L’impact direct de la voiture sur la santé : des dizaines de milliers de décès chaque année en France

L’automobile, et plus largement les véhicules terrestres motorisés, comptent parmi leurs multiples nuisances un impact délétère sur la santé et la longévité humaine. Cette synthèse a pour objectif de pointer les effets directs de l’usage massif de l’automobile : les conséquences indirectes (via le changement climatique, l’accaparement des investissements économiques, l’emprise sur les espaces de vie) seront traitées par ailleurs.

 

Les accidents de la circulation, principale cause de mortalité chez les jeunes adultes

A l’échelle de la France, on déplore encore 3500 décès en 2018 causés par les accidents de circulation, et plusieurs dizaines de milliers de blessés graves, dont une part importante garderont de lourds handicaps à vie d’après l’ONISR (1). Même si la tendance de cette série meurtrière est indéniablement orientée à la baisse depuis de longues années, les accidents de la route restent encore une cause de mortalité extrêmement importante, la première chez les jeunes de 18 à 25 ans.
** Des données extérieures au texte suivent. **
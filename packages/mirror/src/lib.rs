//! # HGSS Mirror
//!
//! Keeps derived representations of one canonical HGSS document in sync.
//!
//! ## Architecture
//!
//! ```text
//! ┌─────────────────────────────────────────────┐
//! │ model: Document / Node / Geometry           │
//! └─────────────────────────────────────────────┘
//!                     ↓
//! ┌─────────────────────────────────────────────┐
//! │ observer: handles that report every write   │
//! │  - (path, old, new) per mutation            │
//! │  - synchronous, before the write returns    │
//! └─────────────────────────────────────────────┘
//!                     ↓
//! ┌─────────────────────────────────────────────┐
//! │ mirror: regenerate every registered view    │
//! │  - one converter per format                 │
//! │  - failures isolated per format             │
//! └─────────────────────────────────────────────┘
//! ```
//!
//! ## Core Principles
//!
//! 1. **Document is source of truth**: mirrors are derived views
//! 2. **Coarse recompute**: any change regenerates every mirror
//! 3. **Converters are collaborators**: the core only sees [`Converter`]
//!
//! ## Usage
//!
//! ```rust,ignore
//! use hgss_mirror::{Converter, Mirror};
//!
//! let mirror = Mirror::new(document, [("geojson", Box::new(GeoJsonConverter) as Box<dyn Converter>)]);
//!
//! mirror
//!     .document()
//!     .node_by_id("point1")
//!     .and_then(|node| node.geometry())
//!     .map(|geometry| geometry.set_coordinates(json!([1, 1])));
//!
//! let geojson = mirror.get("geojson");
//! ```

mod converter;
mod errors;
mod mirror;
pub mod observer;
mod path;

pub use converter::{Converter, View};
pub use errors::{ConvertError, MirrorError};
pub use mirror::Mirror;
pub use observer::{
    wrap, ChangeEvent, ChangeHandler, ChildrenHandle, DocumentHandle, Entry, GeometryHandle,
    MapHandle, NodeHandle, Observed, ValueHandle,
};
pub use path::{Path, PathSegment};

// Re-export model types for convenience
pub use hgss_model::{Document, Geometry, Node};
Au niveau mondial, le bilan semble plus complexe à établir, certains pays ne fournissant que des estimations. Cependant, l’Organisation Mondiale de la Santé fait état de plus d’1,3 million de décès sur les routes de notre planète (2) en 2017, et de 20 à 50 millions de traumatismes sévères. Les pays à faible revenu par habitant sont les plus touchés par ce fléau, bien que le nombre de voiture par habitant y soit aussi plus limité. En France, à l’instar de la plupart du reste du monde, les usagers de deux roues et les piétons paient un lourd tribut dans ce décompte macabre. La FUB (Fédération des Usagers de Bicyclettes) rapporte les propos de l’IFSTTAR, qui met en évidence le fait qu’un cycliste à 1,5 fois plus d’accidents mortels qu’un automobiliste par kilomètre parcouru (3).
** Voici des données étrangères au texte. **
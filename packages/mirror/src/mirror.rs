//! # Mirror Coordinator
//!
//! Keeps a named set of derived views consistent with one canonical
//! document.
//!
//! ```text
//! handle.set_*(..) ──▶ Observer ──▶ on_change ──▶ every converter.from_document
//!                                                         │
//!                                     get(format) ◀── mirror cache
//! ```
//!
//! Recomputation is coarse-grained: any mutation anywhere regenerates every
//! registered mirror from the current document. Converters receive an owned
//! snapshot, so a converter that writes back through a retained handle only
//! hits the reentrancy guard and never a live borrow.
//!
//! The coordinator is single-threaded (`Rc`, `Cell`). The guard is a plain
//! flag for that reason.

use crate::observer::{ChangeEvent, ChangeHandler, DocumentHandle, Observed};
use crate::{Converter, MirrorError, View};
use hgss_model::Document;
use std::any::Any;
use std::cell::{Cell, RefCell};
use std::collections::{BTreeMap, HashMap};
use std::fmt;
use std::panic::{self, AssertUnwindSafe};
use std::rc::{Rc, Weak};
use tracing::{debug, instrument, trace, warn};

/// Canonical document plus its derived views
pub struct Mirror {
    inner: Rc<Inner>,
}

struct Inner {
    this: Weak<Inner>,
    observed: RefCell<Observed>,
    converters: RefCell<BTreeMap<String, Rc<dyn Converter>>>,
    mirrors: RefCell<HashMap<String, Rc<View>>>,
    failures: RefCell<HashMap<String, MirrorError>>,
    updating: Cell<bool>,
}

/// Clears the reentrancy flag when a recompute pass ends, even by unwinding
struct UpdateGuard<'a>(&'a Cell<bool>);

impl<'a> UpdateGuard<'a> {
    fn enter(flag: &'a Cell<bool>) -> Self {
        flag.set(true);
        Self(flag)
    }
}

impl Drop for UpdateGuard<'_> {
    fn drop(&mut self) {
        self.0.set(false);
    }
}

impl Mirror {
    /// Wrap `document`, register `converters` and compute every mirror
    pub fn new<I, S>(document: Document, converters: I) -> Self
    where
        I: IntoIterator<Item = (S, Box<dyn Converter>)>,
        S: Into<String>,
    {
        let converters: BTreeMap<String, Rc<dyn Converter>> = converters
            .into_iter()
            .map(|(name, converter)| (name.into(), Rc::<dyn Converter>::from(converter)))
            .collect();

        let inner = Rc::new_cyclic(|this: &Weak<Inner>| Inner {
            this: this.clone(),
            observed: RefCell::new(Observed::new(document, handler(this.clone()))),
            converters: RefCell::new(converters),
            mirrors: RefCell::new(HashMap::new()),
            failures: RefCell::new(HashMap::new()),
            updating: Cell::new(false),
        });

        inner.recompute_all();
        Self { inner }
    }

    /// Most recently computed view for `format`, `None` if never registered
    pub fn get(&self, format: &str) -> Option<Rc<View>> {
        self.inner.mirrors.borrow().get(format).cloned()
    }

    /// Fresh observed handle on the canonical document
    pub fn document(&self) -> DocumentHandle {
        self.inner.observed.borrow().handle()
    }

    /// Owned copy of the canonical document
    pub fn snapshot(&self) -> Document {
        self.inner.observed.borrow().snapshot()
    }

    /// Replace the canonical document and recompute every mirror. Views of
    /// the old document are dropped first, so a format that fails on the new
    /// one has no view until it succeeds. Handles taken before the call keep
    /// pointing at the old document.
    pub fn set_document(&self, document: Document) {
        let handler = handler(self.inner.this.clone());
        *self.inner.observed.borrow_mut() = Observed::new(document, handler);
        self.inner.mirrors.borrow_mut().clear();
        debug!("Canonical document replaced");
        self.inner.recompute_all();
    }

    /// Replace the canonical document with one built by the converter
    /// registered under `format`. Nothing is installed on failure.
    #[instrument(skip_all, fields(format = %format))]
    pub fn load(&self, format: &str, external: &View) -> Result<(), MirrorError> {
        let converter = self
            .inner
            .converter(format)
            .ok_or_else(|| MirrorError::UnknownFormat(format.to_string()))?;

        let document = converter
            .to_document(external)
            .map_err(|source| MirrorError::Conversion {
                format: format.to_string(),
                source,
            })?;
        document.validate().map_err(|source| MirrorError::Invalid {
            format: format.to_string(),
            source,
        })?;

        self.set_document(document);
        Ok(())
    }

    /// Register `converter` under `name`, replacing any previous one, and
    /// compute only its mirror
    pub fn add_converter(&self, name: impl Into<String>, converter: Box<dyn Converter>) {
        let name = name.into();
        let converter: Rc<dyn Converter> = Rc::from(converter);
        let replaced = self
            .inner
            .converters
            .borrow_mut()
            .insert(name.clone(), Rc::clone(&converter))
            .is_some();
        debug!(format = %name, replaced, "Converter registered");

        self.inner.recompute(vec![(name, converter)]);
    }

    /// Registered format names, sorted
    pub fn formats(&self) -> Vec<String> {
        self.inner.converters.borrow().keys().cloned().collect()
    }

    /// Failure of the latest recompute of `format`, if it failed
    pub fn last_error(&self, format: &str) -> Option<MirrorError> {
        self.inner.failures.borrow().get(format).cloned()
    }
}

impl fmt::Debug for Mirror {
    fn fmt(&self, f: &mut fmt::Formatter<'_>) -> fmt::Result {
        f.debug_struct("Mirror")
            .field("formats", &self.formats())
            .field("failures", &self.inner.failures.borrow().len())
            .finish()
    }
}

fn handler(inner: Weak<Inner>) -> ChangeHandler {
    Rc::new(move |event: &ChangeEvent| {
        if let Some(inner) = inner.upgrade() {
            inner.on_change(event);
        }
    })
}

fn panic_message(payload: &(dyn Any + Send)) -> String {
    if let Some(message) = payload.downcast_ref::<&str>() {
        message.to_string()
    } else if let Some(message) = payload.downcast_ref::<String>() {
        message.clone()
    } else {
        "unknown panic".to_string()
    }
}

impl Inner {
    fn on_change(&self, event: &ChangeEvent) {
        if self.updating.get() {
            trace!(path = %event.path, "Change during recompute ignored");
            return;
        }
        debug!(path = %event.path, "Document changed");
        self.recompute_all();
    }

    fn converter(&self, format: &str) -> Option<Rc<dyn Converter>> {
        self.converters.borrow().get(format).cloned()
    }

    fn recompute_all(&self) {
        let all = self
            .converters
            .borrow()
            .iter()
            .map(|(name, converter)| (name.clone(), Rc::clone(converter)))
            .collect();
        self.recompute(all);
    }

    /// Regenerate the mirrors of `formats` from the current document. Each
    /// format is isolated: a failing converter keeps whatever view it has.
    fn recompute(&self, formats: Vec<(String, Rc<dyn Converter>)>) {
        let _guard = UpdateGuard::enter(&self.updating);
        let document = self.observed.borrow().snapshot();
        debug!(formats = formats.len(), "Recomputing mirrors");

        for (format, converter) in formats {
            let outcome =
                panic::catch_unwind(AssertUnwindSafe(|| converter.from_document(&document)));

            let failure = match outcome {
                Ok(Ok(view)) => {
                    self.mirrors.borrow_mut().insert(format.clone(), Rc::new(view));
                    self.failures.borrow_mut().remove(&format);
                    continue;
                }
                Ok(Err(source)) => MirrorError::Conversion {
                    format: format.clone(),
                    source,
                },
                Err(payload) => MirrorError::Panicked {
                    format: format.clone(),
                    message: panic_message(payload.as_ref()),
                },
            };

            warn!(format = %format, error = %failure, "Mirror not updated");
            self.failures.borrow_mut().insert(format, failure);
        }
    }
}

#[cfg(test)]
mod tests {
    use super::*;
    use crate::ConvertError;
    use hgss_model::{Geometry, Node};
    use serde_json::json;

    /// Emits the ids of every node in preorder
    struct Ids;

    impl Converter for Ids {
        fn to_document(&self, _external: &View) -> Result<Document, ConvertError> {
            Err(ConvertError::Unsupported("ids".to_string()))
        }

        fn from_document(&self, document: &Document) -> Result<View, ConvertError> {
            let mut ids = Vec::new();
            document.root.walk(&mut |node| ids.push(node.id.clone()));
            Ok(View::Json(json!(ids)))
        }
    }

    fn sample() -> Document {
        Document::new(
            Node::group("root").with_child(Node::feature("a", Geometry::point(0.0, 0.0))),
        )
    }

    #[test]
    fn test_mirrors_computed_at_construction() {
        let mirror = Mirror::new(sample(), [("ids", Box::new(Ids) as Box<dyn Converter>)]);

        assert_eq!(*mirror.get("ids").unwrap(), View::Json(json!(["root", "a"])));
        assert!(mirror.get("unknown").is_none());
        assert_eq!(mirror.formats(), vec!["ids".to_string()]);
    }

    #[test]
    fn test_guard_is_clear_between_mutations() {
        let mirror = Mirror::new(sample(), [("ids", Box::new(Ids) as Box<dyn Converter>)]);

        mirror.document().root().set_id("top");
        assert!(!mirror.inner.updating.get());
        mirror.document().node_by_id("a").unwrap().set_id("b");

        assert_eq!(*mirror.get("ids").unwrap(), View::Json(json!(["top", "b"])));
    }

    #[test]
    fn test_handler_outliving_mirror_is_inert() {
        let mirror = Mirror::new(sample(), [("ids", Box::new(Ids) as Box<dyn Converter>)]);
        let handle = mirror.document();
        drop(mirror);

        handle.root().set_id("orphan");
        assert_eq!(handle.root().id().as_deref(), Some("orphan"));
    }

    #[test]
    fn test_panic_message() {
        let payload: Box<dyn Any + Send> = Box::new("boom");
        assert_eq!(panic_message(payload.as_ref()), "boom");
        let payload: Box<dyn Any + Send> = Box::new(String::from("bang"));
        assert_eq!(panic_message(payload.as_ref()), "bang");
        let payload: Box<dyn Any + Send> = Box::new(3_u8);
        assert_eq!(panic_message(payload.as_ref()), "unknown panic");
    }
}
Si dans les pays développés le bilan s’améliore bien souvent d’année en année, c’est le contraire qui est observé en ce qui concerne les pays en cours de développement : l’OMS prévoit ainsi que la mortalité routière bondisse ainsi à 2 millions d’ici 2030, si les flux de circulation s’accroissent tels que prévus. Par ailleurs, même si ce constat est intuitif, il est bon de rappeler que les accidents mortels de cyclistes n’impliquant pas d’autres véhicules représentent moins de 10% des cas selon l’ONISR (4).

La pollution atmosphérique, une nuisance souvent invisible mais meurtrière

Plus insidieuse que les accidents de la route, la pollution atmosphérique résultante de l’usage des automobiles aussi bien thermiques qu’électriques n’en est pourtant que plus mortelle. Souvent invisibles dans les métropoles françaises et européennes hors des pics de pollution, ces déchets aériens mortels semblent moins choquer le citoyen modèle, qui ne manquera par contre pas de reprendre le malotru qui jette négligemment un déchet sur le trottoir. Bien que hautement indésirable lui-aussi, ce dernier n’est toutefois pas le plus dangereux.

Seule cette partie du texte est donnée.